Effects of esomeprazole premedication on gastric pH during laparoscopic surgery.
10.4097/kjae.2009.56.3.259
- Author:
Seung Il LEE
1
;
Young Kyoo CHOI
;
Wha Ja KANG
;
Sung Wook PARK
;
Jae Woo YI
;
Joon Kyung SUNG
Author Information
1. Department of Anesthesiology and Pain Medicine, School of Medicine, Kyung Hee University, Seoul, Korea. cykyko@unitel.co.kr
- Publication Type:Original Article
- Keywords:
Esomeprazole;
Gastric pH;
Laparoscopic surgery;
PaCO2;
PETCO2;
Pneumoperitoneum
- MeSH:
Adult;
Esomeprazole Sodium;
Gastric Juice;
Glycopyrrolate;
Humans;
Hydrogen-Ion Concentration;
Incidence;
Insufflation;
Laparoscopy;
Lung;
Pneumoperitoneum;
Postoperative Nausea and Vomiting;
Premedication
- From:Korean Journal of Anesthesiology
2009;56(3):259-264
- CountryRepublic of Korea
- Language:Korean
-
Abstract:
BACKGROUND: The use of CO2 for pneumoperitoneum during laparoscopic surgery provokes a decrement in the gastric pH. Since the incidence rate of PONV increases after laparoscopic surgery, the possibility of lung aspiration of gastric juice with a low pH during a postanesthetic emergence may increase and this could be fatal for the patient.
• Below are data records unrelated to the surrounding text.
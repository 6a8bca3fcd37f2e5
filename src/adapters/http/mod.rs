//! HTTP adapter: reqwest-based client for the remote prediction service.
//!
//! Speaks the service's JSON contract:
//! - `POST {base}/predict` with a [`PredictionRequest`] body
//! - `GET {base}/health` for the status indicator
//!
//! Every call is a single exchange bounded by the configured timeout.
//! Transport failures become `PredictorError::Network`; anything the service
//! answers that is not a usable payload becomes `PredictorError::Service`.

use std::time::Duration;

use reqwest::blocking::{Client, Response};
use serde::Deserialize;

use crate::domain::{PredictionRequest, RemotePrediction, ServiceHealth};
use crate::ports::{PredictorError, RiskPredictor};
use crate::CardioError;

/// Longest error body echoed into a `PredictorError::Service` detail.
const MAX_DETAIL_CHARS: usize = 200;

/// Blocking HTTP client for the prediction service.
#[derive(Debug, Clone)]
pub struct HttpPredictor {
    client: Client,
    base_url: String,
    timeout: Duration,
}

/// FastAPI-style error body: `{"detail": "..."}`.
#[derive(Deserialize)]
struct ErrorBody {
    detail: String,
}

impl HttpPredictor {
    /// Create a client for the service rooted at `base_url`.
    ///
    /// # Errors
    /// Returns `CardioError::Config` if the URL is not plain `http://` (the
    /// client is built without a TLS backend) or the underlying client cannot
    /// be constructed.
    pub fn new(base_url: &str, timeout: Duration) -> crate::Result<Self> {
        let base_url = base_url.trim().trim_end_matches('/').to_string();
        if base_url.starts_with("https://") {
            return Err(CardioError::Config(format!(
                "TLS is not supported; use an http:// prediction service URL, got {base_url:?}"
            )));
        }
        if !base_url.starts_with("http://") {
            return Err(CardioError::Config(format!(
                "prediction service URL must start with http://, got {base_url:?}"
            )));
        }

        let client = Client::builder()
            .timeout(timeout)
            .connect_timeout(timeout)
            .build()
            .map_err(|e| CardioError::Config(format!("failed to build HTTP client: {e}")))?;

        Ok(Self {
            client,
            base_url,
            timeout,
        })
    }

    #[must_use]
    pub fn base_url(&self) -> &str {
        &self.base_url
    }

    fn endpoint(&self, path: &str) -> String {
        format!("{}/{}", self.base_url, path)
    }

    /// Map a transport-level reqwest error onto the port's taxonomy.
    fn classify(&self, err: &reqwest::Error) -> PredictorError {
        if err.is_timeout() {
            PredictorError::Network(format!("timed out after {:?}", self.timeout))
        } else if err.is_decode() {
            PredictorError::Service {
                status: None,
                detail: err.to_string(),
            }
        } else if let Some(status) = err.status() {
            PredictorError::Service {
                status: Some(status.as_u16()),
                detail: err.to_string(),
            }
        } else {
            PredictorError::Network(err.to_string())
        }
    }

    /// Turn a non-2xx response into `PredictorError::Service`.
    fn ensure_success(response: Response) -> Result<Response, PredictorError> {
        let status = response.status();
        if status.is_success() {
            return Ok(response);
        }

        let body = response.text().unwrap_or_default();
        let detail = match serde_json::from_str::<ErrorBody>(&body) {
            Ok(parsed) => parsed.detail,
            Err(_) => body.chars().take(MAX_DETAIL_CHARS).collect(),
        };

        Err(PredictorError::Service {
            status: Some(status.as_u16()),
            detail,
        })
    }

    fn decode<T: serde::de::DeserializeOwned>(response: Response) -> Result<T, PredictorError> {
        let body = response.text().map_err(|e| PredictorError::Service {
            status: None,
            detail: format!("failed to read response body: {e}"),
        })?;
        serde_json::from_str(&body).map_err(|e| PredictorError::Service {
            status: None,
            detail: format!("malformed response: {e}"),
        })
    }
}

impl RiskPredictor for HttpPredictor {
    fn predict(&self, request: &PredictionRequest) -> Result<RemotePrediction, PredictorError> {
        let url = self.endpoint("predict");
        tracing::debug!(%url, "Submitting prediction request");

        let response = self
            .client
            .post(&url)
            .json(request)
            .send()
            .map_err(|e| self.classify(&e))?;
        let response = Self::ensure_success(response)?;

        let prediction: RemotePrediction = Self::decode(response)?;
        prediction
            .check()
            .map_err(|detail| PredictorError::Service {
                status: None,
                detail,
            })?;

        tracing::debug!(
            risk_score = prediction.risk_score,
            prediction = ?prediction.prediction,
            "Prediction received"
        );
        Ok(prediction)
    }

    fn health(&self) -> Result<ServiceHealth, PredictorError> {
        let url = self.endpoint("health");
        let response = self
            .client
            .get(&url)
            .send()
            .map_err(|e| self.classify(&e))?;
        let response = Self::ensure_success(response)?;
        Self::decode(response)
    }
}

#[cfg(test)]
mod tests {
    use super::*;
    use crate::domain::{Metrics, RiskLevel};
    use std::io::{Read, Write};
    use std::net::TcpListener;
    use std::sync::mpsc;
    use std::thread;

    /// One-shot loopback server: answers the first request with `status` and
    /// `body`, and reports the raw request it received.
    fn serve_once(status: &'static str, body: &'static str) -> (String, mpsc::Receiver<String>) {
        let listener = TcpListener::bind("127.0.0.1:0").expect("bind loopback");
        let addr = listener.local_addr().expect("local addr");
        let (tx, rx) = mpsc::channel();

        thread::spawn(move || {
            let Ok((mut stream, _)) = listener.accept() else {
                return;
            };
            let request = read_request(&mut stream);
            let _ = tx.send(request);
            let response = format!(
                "HTTP/1.1 {status}\r\nContent-Type: application/json\r\nContent-Length: {}\r\nConnection: close\r\n\r\n{body}",
                body.len()
            );
            let _ = stream.write_all(response.as_bytes());
            let _ = stream.flush();
        });

        (format!("http://{addr}"), rx)
    }

    fn read_request(stream: &mut std::net::TcpStream) -> String {
        let mut buf = Vec::new();
        let mut chunk = [0u8; 1024];
        loop {
            let n = stream.read(&mut chunk).unwrap_or(0);
            if n == 0 {
                break;
            }
            buf.extend_from_slice(&chunk[..n]);
            let text = String::from_utf8_lossy(&buf).to_string();
            if let Some(header_end) = text.find("\r\n\r\n") {
                let content_length = text[..header_end]
                    .lines()
                    .find_map(|line| {
                        let (name, value) = line.split_once(':')?;
                        name.eq_ignore_ascii_case("content-length")
                            .then(|| value.trim().parse::<usize>().ok())
                            .flatten()
                    })
                    .unwrap_or(0);
                if buf.len() >= header_end + 4 + content_length {
                    break;
                }
            }
        }
        String::from_utf8_lossy(&buf).to_string()
    }

    fn client(base: &str) -> HttpPredictor {
        HttpPredictor::new(base, Duration::from_secs(5)).expect("client builds")
    }

    #[test]
    fn test_rejects_non_http_url() {
        assert!(matches!(
            HttpPredictor::new("localhost:8000", Duration::from_secs(1)),
            Err(CardioError::Config(_))
        ));
    }

    #[test]
    fn test_rejects_https_url_without_tls_backend() {
        match HttpPredictor::new("https://cardio.example.org", Duration::from_secs(1)) {
            Err(CardioError::Config(msg)) => assert!(msg.contains("TLS")),
            other => panic!("expected config error, got {other:?}"),
        }
    }

    #[test]
    fn test_trailing_slash_trimmed() {
        let predictor = client("http://localhost:8000/");
        assert_eq!(predictor.base_url(), "http://localhost:8000");
        assert_eq!(predictor.endpoint("predict"), "http://localhost:8000/predict");
    }

    #[test]
    fn test_predict_success() {
        let (base, requests) = serve_once(
            "200 OK",
            r#"{"success":true,"risk_score":67.4,"risk_level":"high","prediction":1,"risk_factors":["Smoking"],"recommendations":["Consider smoking cessation programs"],"bmi":24.2,"message":"See a doctor"}"#,
        );
        let request = PredictionRequest::build(&Metrics::default());

        let prediction = client(&base).predict(&request).expect("should predict");
        assert!((prediction.risk_score - 67.4).abs() < f64::EPSILON);
        assert_eq!(prediction.risk_level, Some(RiskLevel::High));
        assert_eq!(prediction.risk_factors, Some(vec!["Smoking".to_string()]));

        let raw = requests.recv().expect("request captured");
        assert!(raw.starts_with("POST /predict "));
        assert!(raw.contains("\"ap_hi\":120"));
        assert!(raw.contains("\"active\":1"));
    }

    #[test]
    fn test_non_success_status_is_service_error() {
        let (base, _requests) = serve_once(
            "503 Service Unavailable",
            r#"{"detail":"Model not loaded. Please try again later."}"#,
        );
        let err = client(&base)
            .predict(&PredictionRequest::build(&Metrics::default()))
            .expect_err("should fail");
        assert_eq!(
            err,
            PredictorError::Service {
                status: Some(503),
                detail: "Model not loaded. Please try again later.".to_string(),
            }
        );
    }

    #[test]
    fn test_malformed_payload_is_service_error() {
        let (base, _requests) = serve_once("200 OK", r#"{"risk_level":"low"}"#);
        let err = client(&base)
            .predict(&PredictionRequest::build(&Metrics::default()))
            .expect_err("should fail");
        assert!(matches!(err, PredictorError::Service { status: None, .. }));
    }

    #[test]
    fn test_out_of_range_score_is_service_error() {
        let (base, _requests) = serve_once("200 OK", r#"{"risk_score":250.0}"#);
        let err = client(&base)
            .predict(&PredictionRequest::build(&Metrics::default()))
            .expect_err("should fail");
        assert!(matches!(err, PredictorError::Service { status: None, .. }));
    }

    #[test]
    fn test_unreachable_is_network_error() {
        let port = {
            let listener = TcpListener::bind("127.0.0.1:0").expect("bind");
            listener.local_addr().expect("addr").port()
        };
        let predictor =
            HttpPredictor::new(&format!("http://127.0.0.1:{port}"), Duration::from_secs(2))
                .expect("client builds");
        let err = predictor
            .predict(&PredictionRequest::build(&Metrics::default()))
            .expect_err("nothing listens on the port");
        assert!(err.is_network());
    }

    #[test]
    fn test_timeout_is_network_error() {
        let listener = TcpListener::bind("127.0.0.1:0").expect("bind");
        let addr = listener.local_addr().expect("addr");
        let hold = thread::spawn(move || {
            if let Ok((stream, _)) = listener.accept() {
                thread::sleep(Duration::from_millis(1500));
                drop(stream);
            }
        });

        let predictor = HttpPredictor::new(&format!("http://{addr}"), Duration::from_millis(300))
            .expect("client builds");
        let err = predictor
            .predict(&PredictionRequest::build(&Metrics::default()))
            .expect_err("server never answers");
        assert!(err.is_network());
        let _ = hold.join();
    }

    #[test]
    fn test_health() {
        let (base, requests) = serve_once(
            "200 OK",
            r#"{"status":"healthy","model_loaded":true,"scaler_loaded":true,"version":"1.0.0"}"#,
        );
        let health = client(&base).health().expect("healthy");
        assert!(health.is_ready());
        assert_eq!(health.version, "1.0.0");
        assert!(requests.recv().expect("captured").starts_with("GET /health "));
    }
}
We conducted this study to determine the effects of esomeprazole premedication on inhibiting the decrement of the gastric pH during laparoscopic surgery. METHODS: 40 adult patients with no underlying diseases were chosen and 20 patients each were grouped as C (the control group) and E (the esomeprazole group). In both group, 0.2 mg glycopyrrolate was given intramuscularly 30 minutes prior to the surgery. In group E, esomeprazole was given orally 2 hours prior to the surgery. The pH, PaCO2, and PETCO2 were measured via pH probe, an ABGA and an capnogram at preinsufflation and 15, 30 and 60 minutes after the CO2 insufflation and right before CO2 exhaustion (predeflation). RESULTS: Comparing the measurements of the gastric pH between group E and group C, all the results showed a significant increase in group E (P < 0.05). The difference of the PaCO2 and PETCO2 in the two groups was not significance. CONCLUSIONS: In contrast to the decrease in the gastric pH as the PaCO2 and PETCO2 increased in group C, the gastric pH in group E remained high until the end of the surgery despite the increase in the PaCO2 and PETCO2. Esomeprazole premedication seem to have an effect for inhibiting the gastric pH decrement regardless of the increase in the PaCO2 and PETCO2 during laparoscopic surgery.